▶ _Required action_: Your answer must be every line of the data that holds the string "skipped".

▶ _Stored data entries_:
↓↓↓
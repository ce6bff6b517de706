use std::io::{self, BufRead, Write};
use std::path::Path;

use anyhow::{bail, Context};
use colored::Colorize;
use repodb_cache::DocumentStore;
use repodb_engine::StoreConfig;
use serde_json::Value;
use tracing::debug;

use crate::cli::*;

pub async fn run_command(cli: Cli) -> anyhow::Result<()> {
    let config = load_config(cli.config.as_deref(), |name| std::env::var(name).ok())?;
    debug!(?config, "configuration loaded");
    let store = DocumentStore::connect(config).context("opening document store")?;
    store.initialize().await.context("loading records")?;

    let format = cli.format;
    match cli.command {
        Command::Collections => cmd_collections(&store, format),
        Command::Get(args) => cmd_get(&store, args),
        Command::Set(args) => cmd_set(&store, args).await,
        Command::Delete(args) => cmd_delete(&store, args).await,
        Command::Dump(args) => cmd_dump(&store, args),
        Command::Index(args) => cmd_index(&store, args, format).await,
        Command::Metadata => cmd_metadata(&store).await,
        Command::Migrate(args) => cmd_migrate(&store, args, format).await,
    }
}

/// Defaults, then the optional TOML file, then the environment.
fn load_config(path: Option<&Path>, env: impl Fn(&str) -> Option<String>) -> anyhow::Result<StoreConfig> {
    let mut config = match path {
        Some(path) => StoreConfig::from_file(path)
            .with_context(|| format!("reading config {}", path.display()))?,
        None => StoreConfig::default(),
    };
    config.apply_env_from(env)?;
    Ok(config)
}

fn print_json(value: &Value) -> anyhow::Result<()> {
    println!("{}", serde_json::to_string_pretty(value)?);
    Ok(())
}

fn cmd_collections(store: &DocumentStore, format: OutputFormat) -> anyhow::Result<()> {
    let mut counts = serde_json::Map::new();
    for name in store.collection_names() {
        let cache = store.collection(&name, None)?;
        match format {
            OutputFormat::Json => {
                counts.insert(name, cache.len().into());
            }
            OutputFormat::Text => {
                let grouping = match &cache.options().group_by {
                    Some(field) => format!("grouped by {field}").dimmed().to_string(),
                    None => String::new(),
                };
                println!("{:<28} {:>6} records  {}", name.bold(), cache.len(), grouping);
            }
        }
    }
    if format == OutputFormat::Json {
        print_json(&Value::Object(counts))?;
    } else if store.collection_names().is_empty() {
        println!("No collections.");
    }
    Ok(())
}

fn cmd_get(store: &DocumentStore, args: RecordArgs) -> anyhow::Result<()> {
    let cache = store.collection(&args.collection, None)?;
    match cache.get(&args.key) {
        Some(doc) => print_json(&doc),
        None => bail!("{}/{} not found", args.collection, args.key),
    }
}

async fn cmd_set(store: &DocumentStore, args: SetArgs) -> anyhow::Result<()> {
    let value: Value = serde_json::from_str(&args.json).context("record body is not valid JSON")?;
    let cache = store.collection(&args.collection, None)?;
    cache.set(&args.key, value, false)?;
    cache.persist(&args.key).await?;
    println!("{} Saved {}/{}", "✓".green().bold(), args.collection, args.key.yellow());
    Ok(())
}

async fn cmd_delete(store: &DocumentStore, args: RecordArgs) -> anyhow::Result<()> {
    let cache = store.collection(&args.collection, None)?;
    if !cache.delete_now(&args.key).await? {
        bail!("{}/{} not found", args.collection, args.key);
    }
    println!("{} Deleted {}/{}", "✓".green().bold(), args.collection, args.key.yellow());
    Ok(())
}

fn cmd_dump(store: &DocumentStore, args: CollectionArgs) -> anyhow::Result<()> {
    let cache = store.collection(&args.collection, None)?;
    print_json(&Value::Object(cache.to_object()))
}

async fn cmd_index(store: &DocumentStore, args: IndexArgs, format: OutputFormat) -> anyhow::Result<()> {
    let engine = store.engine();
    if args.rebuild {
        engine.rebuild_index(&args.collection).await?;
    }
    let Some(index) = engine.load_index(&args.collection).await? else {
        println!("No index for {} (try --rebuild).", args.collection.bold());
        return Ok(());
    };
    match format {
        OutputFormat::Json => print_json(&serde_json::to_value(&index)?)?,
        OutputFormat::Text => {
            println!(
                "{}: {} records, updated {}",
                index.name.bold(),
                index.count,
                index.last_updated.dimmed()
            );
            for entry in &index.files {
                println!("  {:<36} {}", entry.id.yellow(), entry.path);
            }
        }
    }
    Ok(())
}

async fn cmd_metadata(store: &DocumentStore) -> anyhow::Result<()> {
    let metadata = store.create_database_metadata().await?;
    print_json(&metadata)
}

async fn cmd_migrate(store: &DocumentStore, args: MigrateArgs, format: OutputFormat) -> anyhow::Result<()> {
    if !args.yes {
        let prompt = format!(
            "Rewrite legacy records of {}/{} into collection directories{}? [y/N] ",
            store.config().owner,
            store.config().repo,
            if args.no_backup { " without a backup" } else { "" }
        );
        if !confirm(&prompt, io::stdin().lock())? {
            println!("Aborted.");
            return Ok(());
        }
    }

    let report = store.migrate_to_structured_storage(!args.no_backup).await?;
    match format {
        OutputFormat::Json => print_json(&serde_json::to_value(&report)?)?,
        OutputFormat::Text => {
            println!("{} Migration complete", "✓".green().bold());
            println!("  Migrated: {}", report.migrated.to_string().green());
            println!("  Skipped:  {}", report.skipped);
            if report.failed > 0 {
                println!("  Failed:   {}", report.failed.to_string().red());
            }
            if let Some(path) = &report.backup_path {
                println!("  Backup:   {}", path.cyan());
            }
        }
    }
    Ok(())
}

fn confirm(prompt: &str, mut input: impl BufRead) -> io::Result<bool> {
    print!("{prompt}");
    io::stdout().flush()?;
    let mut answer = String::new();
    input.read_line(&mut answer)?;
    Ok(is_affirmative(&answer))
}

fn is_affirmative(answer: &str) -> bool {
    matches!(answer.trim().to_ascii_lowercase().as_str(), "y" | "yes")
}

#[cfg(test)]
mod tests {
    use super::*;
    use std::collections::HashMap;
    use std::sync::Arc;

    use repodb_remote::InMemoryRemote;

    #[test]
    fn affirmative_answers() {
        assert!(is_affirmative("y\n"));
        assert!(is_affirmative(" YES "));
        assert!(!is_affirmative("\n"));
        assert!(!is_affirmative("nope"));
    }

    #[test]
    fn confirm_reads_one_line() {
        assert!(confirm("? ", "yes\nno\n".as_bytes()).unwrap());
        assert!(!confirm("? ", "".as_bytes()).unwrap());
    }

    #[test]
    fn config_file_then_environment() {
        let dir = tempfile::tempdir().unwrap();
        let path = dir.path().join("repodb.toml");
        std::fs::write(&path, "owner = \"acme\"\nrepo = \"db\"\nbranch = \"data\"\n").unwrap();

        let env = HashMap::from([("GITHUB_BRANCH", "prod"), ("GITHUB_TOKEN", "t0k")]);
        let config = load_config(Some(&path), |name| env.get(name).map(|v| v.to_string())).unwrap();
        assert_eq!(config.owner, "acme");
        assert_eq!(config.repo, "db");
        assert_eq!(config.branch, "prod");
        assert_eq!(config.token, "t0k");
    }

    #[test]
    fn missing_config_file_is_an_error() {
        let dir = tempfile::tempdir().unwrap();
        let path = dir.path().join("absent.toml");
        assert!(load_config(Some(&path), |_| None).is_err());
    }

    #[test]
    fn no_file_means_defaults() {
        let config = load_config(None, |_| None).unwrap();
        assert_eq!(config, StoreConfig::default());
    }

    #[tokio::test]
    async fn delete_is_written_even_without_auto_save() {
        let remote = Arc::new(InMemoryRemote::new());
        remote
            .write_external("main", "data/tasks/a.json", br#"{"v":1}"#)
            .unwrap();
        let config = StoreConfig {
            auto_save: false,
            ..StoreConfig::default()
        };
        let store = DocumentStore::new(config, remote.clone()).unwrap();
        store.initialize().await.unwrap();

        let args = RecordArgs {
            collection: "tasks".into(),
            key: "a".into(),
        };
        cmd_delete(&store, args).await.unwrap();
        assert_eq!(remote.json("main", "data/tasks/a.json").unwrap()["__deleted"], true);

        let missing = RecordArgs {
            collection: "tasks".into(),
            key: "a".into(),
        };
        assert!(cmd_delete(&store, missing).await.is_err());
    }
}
↑↑↑
↓↓↓
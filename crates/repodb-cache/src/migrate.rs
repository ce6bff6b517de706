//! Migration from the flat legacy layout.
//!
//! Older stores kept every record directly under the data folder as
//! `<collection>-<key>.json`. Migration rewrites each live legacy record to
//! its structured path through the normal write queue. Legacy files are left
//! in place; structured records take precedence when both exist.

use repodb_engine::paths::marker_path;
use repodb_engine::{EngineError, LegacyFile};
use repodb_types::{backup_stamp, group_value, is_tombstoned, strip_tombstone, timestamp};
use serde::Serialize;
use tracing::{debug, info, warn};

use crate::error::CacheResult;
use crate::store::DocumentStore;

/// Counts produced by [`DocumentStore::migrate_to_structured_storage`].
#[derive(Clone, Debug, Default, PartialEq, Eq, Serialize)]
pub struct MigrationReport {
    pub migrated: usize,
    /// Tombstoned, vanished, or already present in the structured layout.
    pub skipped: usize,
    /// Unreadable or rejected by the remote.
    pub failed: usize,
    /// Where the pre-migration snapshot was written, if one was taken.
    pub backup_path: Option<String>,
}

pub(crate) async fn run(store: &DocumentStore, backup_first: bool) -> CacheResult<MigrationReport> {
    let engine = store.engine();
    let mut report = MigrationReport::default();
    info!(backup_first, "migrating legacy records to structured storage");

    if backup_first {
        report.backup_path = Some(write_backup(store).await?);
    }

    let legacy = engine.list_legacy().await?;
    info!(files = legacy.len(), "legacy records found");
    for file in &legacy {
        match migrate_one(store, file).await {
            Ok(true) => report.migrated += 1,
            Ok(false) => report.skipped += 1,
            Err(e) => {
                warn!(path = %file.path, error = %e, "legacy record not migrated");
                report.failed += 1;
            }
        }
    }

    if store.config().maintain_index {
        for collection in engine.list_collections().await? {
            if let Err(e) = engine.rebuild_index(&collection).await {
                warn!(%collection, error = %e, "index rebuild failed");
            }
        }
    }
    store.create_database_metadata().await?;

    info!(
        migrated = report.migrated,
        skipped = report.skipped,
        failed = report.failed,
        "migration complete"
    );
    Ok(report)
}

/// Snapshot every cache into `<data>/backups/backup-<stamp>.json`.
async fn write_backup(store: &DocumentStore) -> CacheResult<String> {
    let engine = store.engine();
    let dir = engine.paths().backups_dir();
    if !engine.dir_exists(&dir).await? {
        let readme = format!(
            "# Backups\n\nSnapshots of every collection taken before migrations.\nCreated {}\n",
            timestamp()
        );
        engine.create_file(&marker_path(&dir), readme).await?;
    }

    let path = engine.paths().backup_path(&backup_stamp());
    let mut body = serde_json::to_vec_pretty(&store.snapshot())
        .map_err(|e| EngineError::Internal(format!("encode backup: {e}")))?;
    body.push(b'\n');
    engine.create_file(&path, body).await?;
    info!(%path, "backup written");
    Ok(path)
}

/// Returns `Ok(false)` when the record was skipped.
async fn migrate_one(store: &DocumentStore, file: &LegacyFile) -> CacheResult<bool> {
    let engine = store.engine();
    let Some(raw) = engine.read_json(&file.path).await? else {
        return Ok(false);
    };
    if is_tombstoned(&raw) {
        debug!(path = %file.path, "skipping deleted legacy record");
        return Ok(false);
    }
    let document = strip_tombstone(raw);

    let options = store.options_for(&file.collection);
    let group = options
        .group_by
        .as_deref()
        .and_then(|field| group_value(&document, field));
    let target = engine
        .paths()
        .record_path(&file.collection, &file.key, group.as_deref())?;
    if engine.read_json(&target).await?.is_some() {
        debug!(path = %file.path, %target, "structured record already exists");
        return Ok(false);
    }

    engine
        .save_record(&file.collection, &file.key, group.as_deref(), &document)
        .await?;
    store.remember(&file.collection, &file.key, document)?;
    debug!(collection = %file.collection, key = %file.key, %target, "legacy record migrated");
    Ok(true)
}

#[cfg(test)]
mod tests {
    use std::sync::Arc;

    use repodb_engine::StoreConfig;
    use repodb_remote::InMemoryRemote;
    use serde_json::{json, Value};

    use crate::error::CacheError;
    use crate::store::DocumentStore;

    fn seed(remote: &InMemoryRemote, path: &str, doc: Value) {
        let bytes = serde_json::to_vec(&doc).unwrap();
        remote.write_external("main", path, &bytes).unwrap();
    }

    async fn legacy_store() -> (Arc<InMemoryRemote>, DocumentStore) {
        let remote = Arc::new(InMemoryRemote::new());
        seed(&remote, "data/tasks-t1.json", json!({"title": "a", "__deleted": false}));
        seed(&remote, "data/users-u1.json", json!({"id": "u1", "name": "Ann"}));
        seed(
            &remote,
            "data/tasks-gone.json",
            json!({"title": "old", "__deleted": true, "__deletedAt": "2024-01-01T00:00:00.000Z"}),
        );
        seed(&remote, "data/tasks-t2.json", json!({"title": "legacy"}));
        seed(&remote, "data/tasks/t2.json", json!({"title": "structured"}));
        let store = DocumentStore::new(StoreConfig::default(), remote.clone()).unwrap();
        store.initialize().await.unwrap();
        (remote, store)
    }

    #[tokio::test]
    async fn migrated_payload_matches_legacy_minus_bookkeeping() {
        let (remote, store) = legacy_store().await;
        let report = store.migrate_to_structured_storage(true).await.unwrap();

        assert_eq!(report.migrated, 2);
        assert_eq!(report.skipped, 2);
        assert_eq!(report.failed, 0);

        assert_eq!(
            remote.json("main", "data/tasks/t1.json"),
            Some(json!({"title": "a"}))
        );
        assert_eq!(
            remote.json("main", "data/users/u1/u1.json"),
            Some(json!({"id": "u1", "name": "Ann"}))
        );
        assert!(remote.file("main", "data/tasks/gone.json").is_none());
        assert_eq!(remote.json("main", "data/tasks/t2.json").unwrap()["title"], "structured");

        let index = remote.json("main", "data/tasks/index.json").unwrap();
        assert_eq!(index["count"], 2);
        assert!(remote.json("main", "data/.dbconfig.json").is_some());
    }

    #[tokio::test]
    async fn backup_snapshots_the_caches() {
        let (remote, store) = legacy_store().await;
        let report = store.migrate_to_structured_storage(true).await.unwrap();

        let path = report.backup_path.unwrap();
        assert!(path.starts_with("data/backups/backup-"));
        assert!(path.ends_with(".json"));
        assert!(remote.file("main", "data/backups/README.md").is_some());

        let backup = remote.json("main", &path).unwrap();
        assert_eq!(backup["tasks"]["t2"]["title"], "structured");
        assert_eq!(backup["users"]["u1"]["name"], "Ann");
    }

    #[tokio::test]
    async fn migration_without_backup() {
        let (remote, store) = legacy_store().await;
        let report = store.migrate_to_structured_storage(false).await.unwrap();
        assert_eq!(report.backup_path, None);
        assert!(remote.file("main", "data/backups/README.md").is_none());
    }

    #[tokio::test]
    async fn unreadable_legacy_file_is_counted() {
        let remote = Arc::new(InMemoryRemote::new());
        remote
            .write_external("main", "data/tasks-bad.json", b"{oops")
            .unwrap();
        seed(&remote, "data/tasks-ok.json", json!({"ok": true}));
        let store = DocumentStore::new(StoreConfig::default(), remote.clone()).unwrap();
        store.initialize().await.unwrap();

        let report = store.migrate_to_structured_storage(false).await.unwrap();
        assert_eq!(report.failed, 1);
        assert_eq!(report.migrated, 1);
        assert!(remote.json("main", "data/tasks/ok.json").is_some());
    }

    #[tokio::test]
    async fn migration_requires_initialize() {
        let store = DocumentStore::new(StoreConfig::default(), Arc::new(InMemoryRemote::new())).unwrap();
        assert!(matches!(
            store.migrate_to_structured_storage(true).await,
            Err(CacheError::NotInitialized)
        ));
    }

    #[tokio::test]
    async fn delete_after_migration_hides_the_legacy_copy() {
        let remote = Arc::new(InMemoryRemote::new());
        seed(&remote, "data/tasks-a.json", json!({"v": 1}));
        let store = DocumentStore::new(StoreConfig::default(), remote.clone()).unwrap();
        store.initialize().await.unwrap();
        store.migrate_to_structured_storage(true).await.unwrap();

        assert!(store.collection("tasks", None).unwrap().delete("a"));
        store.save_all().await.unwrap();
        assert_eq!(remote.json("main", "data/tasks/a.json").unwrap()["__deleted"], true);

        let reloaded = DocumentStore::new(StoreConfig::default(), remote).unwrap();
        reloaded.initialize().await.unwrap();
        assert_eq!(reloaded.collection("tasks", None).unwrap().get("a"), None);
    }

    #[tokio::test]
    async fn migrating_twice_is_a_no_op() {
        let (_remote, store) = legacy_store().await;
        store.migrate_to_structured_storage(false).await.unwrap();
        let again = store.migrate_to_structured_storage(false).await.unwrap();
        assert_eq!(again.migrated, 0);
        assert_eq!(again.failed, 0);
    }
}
↑↑↑
▶ _Answer box_:
            println!("  Skipped:  {}", report.skipped);
    pub skipped: usize,
            Ok(false) => report.skipped += 1,
        skipped = report.skipped,
/// Returns `Ok(false)` when the record was skipped.
        assert_eq!(report.skipped, 2);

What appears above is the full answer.